Working on Magic Map Implementation in C++
Tuesday, August 31st, 2010Today I spent a good bit of time working on extending the variant class I have in my ticker plant to handle byte arrays and then adding in the map key space encoding and decoding. The idea is that map keys really don't need to be just any string - they can be a limited subset of the ASCII space, and in making that a limited set, we can pack more characters into fewer bytes, and then unpack them once they are on the receiver's machine.
Say we limit the ASCII space to 64 characters - any 64, really - just so long as there's a mapping from the 255 ASCII values to the 64 acceptable values, and back again. At that point, we know that we'll be able to store the mapped key space in 6 bits - 26 is 64. So if we look at a series of three bytes we can pack four of these characters into that 24-bit space:
Byte 1 | Byte 2 | Byte 3 | |||||||||||||||||||||
1 | 2 | 3 | 4 | 5 | 6 | 7 | 8 | 1 | 2 | 3 | 4 | 5 | 6 | 7 | 8 | 1 | 2 | 3 | 4 | 5 | 6 | 7 | 8 |
Char 1 | Char 2 | Char 3 | Char 4 |
The code for the conversion is pretty simple - look for now many even 'blocks' of four characters to encode, map them into the limited key space, mash their bits and pack them into three bytes. The remainder is a simple process of doing part of that.

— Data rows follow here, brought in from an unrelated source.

//! Bounded retries for transient failures of the fast tier, the event log
//! and the authoritative store.

use crate::config::RetrySettings;
use crate::error::{ErrorKind, LikeBridgeError};
use rand::Rng;
use std::future::Future;
use std::time::Duration;
use tracing::{debug, warn};

#[derive(Debug, Clone)]
pub struct RetryConfig {
    /// Retries after the first attempt
    pub max_retries: usize,
    pub initial_delay_ms: u64,
    pub max_delay_ms: u64,
    pub multiplier: f64,
    /// Add up to a quarter of the delay at random
    pub jitter: bool,
}

impl Default for RetryConfig {
    fn default() -> Self {
        Self::from(&RetrySettings::default())
    }
}

impl From<&RetrySettings> for RetryConfig {
    fn from(settings: &RetrySettings) -> Self {
        Self {
            max_retries: settings.max_attempts as usize,
            initial_delay_ms: settings.initial_backoff_ms,
            max_delay_ms: settings.max_backoff_ms,
            multiplier: settings.backoff_multiplier,
            jitter: settings.jitter,
        }
    }
}

impl RetryConfig {
    /// Backoff before retry number `retry` (1-based), without jitter
    pub fn delay_for(&self, retry: usize) -> Duration {
        let exponent = retry.saturating_sub(1).min(i32::MAX as usize) as i32;
        let ms = self.initial_delay_ms as f64 * self.multiplier.max(1.0).powi(exponent);
        Duration::from_millis(ms.min(self.max_delay_ms as f64) as u64)
    }

    fn jittered(&self, delay: Duration) -> Duration {
        if !self.jitter {
            return delay;
        }
        let spread = delay.as_millis() as u64 / 4;
        delay + Duration::from_millis(rand::thread_rng().gen_range(0..=spread))
    }
}

/// Errors that may succeed when the same operation is repeated
pub trait Retryable {
    fn is_retryable(&self) -> bool;
}

/// Run `operation` until it succeeds, fails permanently or runs out of retries
pub async fn with_retry<F, Fut, T, E>(
    config: &RetryConfig,
    operation_name: &str,
    mut operation: F,
) -> Result<T, LikeBridgeError>
where
    F: FnMut() -> Fut,
    Fut: Future<Output = Result<T, E>>,
    E: std::error::Error + Retryable + Into<LikeBridgeError>,
{
    let mut retry = 0;
    loop {
        let err = match operation().await {
            Ok(value) => {
                if retry > 0 {
                    debug!("{} recovered on retry {}", operation_name, retry);
                }
                return Ok(value);
            }
            Err(err) => err,
        };

        if !err.is_retryable() {
            warn!("{} failed permanently: {}", operation_name, err);
            return Err(err.into());
        }
        if retry >= config.max_retries {
            warn!("{} gave up after {} attempts: {}", operation_name, retry + 1, err);
            return Err(err.into());
        }

        retry += 1;
        let delay = config.jittered(config.delay_for(retry));
        warn!(
            "{} failed ({}), retry {}/{} in {}ms",
            operation_name,
            err,
            retry,
            config.max_retries,
            delay.as_millis()
        );
        tokio::time::sleep(delay).await;
    }
}

impl Retryable for LikeBridgeError {
    fn is_retryable(&self) -> bool {
        // Lock timeouts go back to the caller
        !matches!(self, LikeBridgeError::SystemBusy(_)) && self.kind() == ErrorKind::Transient
    }
}

impl Retryable for std::io::Error {
    fn is_retryable(&self) -> bool {
        use std::io::ErrorKind::*;

        matches!(
            self.kind(),
            ConnectionRefused | ConnectionReset | ConnectionAborted | BrokenPipe | TimedOut
        )
    }
}
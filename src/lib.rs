pub mod broker;
pub mod cache;
pub mod config;
pub mod dlq;
pub mod error;
pub mod health;
pub mod jobs;
pub mod kv;
pub mod metrics;
pub mod models;
pub mod processor;
pub mod service;
pub mod store;

pub use error::{LikeBridgeError, Result};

The decode is simple as well - we just need to have some terminal condition - and that can be a simple 0x3f (all 1s) in the last (terminal) 'character'. So we look at the length of the byte stream, see how many "full sets" of three bytes there are - convert each into four characters, and then based on what's left, we have only a few options. It's pretty simple to decode, and you have the original string back.
I needed to get this all in the variant class as the next thing I needed was to add in the update stream that will be sent by the data service in response to updates at the source. This is similar to the kind of updating I did in Java back in InfoShop: there was a HashMap that understood a 'path' concept, and transactions. You could put a map into a transaction, do things to it, and then commit the transaction and get a transaction log that could be sent to remote copies of the same map, and be applied to bring it up to date.
It worked very well for me at the time, and it's something very similar this time. There's no transaction, and the updates are all streams with an action, a path, and an optional value. It's simpler, but for the data sets we're dealing with, it's sufficient.
I got a lot of the decoding of the update stream done, but I think it's time to put together a client and see how it functions to see what I'm really getting from these servers. There's nothing like the socket-level byte stream to remove all the questions and ambiguity in the specification. So that's going to have to wait for tomorrow.